WHAT YOU ARE ASKED TO DO - The response must contain every line below in which "session" appears.

DATA FOR PROCESSING -

——

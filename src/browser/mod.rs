#[cfg(feature = "chrome")]
pub mod chrome;
pub mod network;
pub mod resolver;
pub mod session;

#[cfg(feature = "chrome")]
pub use chrome::{ChromeBrowser, ChromeTab};
pub use network::{await_quiescence, QuiescenceReport, QuiescenceSettings, QuiescenceTracker};
pub use resolver::{
    resolve_trigger_control, ElementSnapshot, TriggerInput, TriggerResolution, TriggerResolver,
};
pub use session::{CookieData, PersistedState, Session, SessionManager, SessionOrigin};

——

FINISHED TASK -
pub mod session;
pub use session::{CookieData, PersistedState, Session, SessionManager, SessionOrigin};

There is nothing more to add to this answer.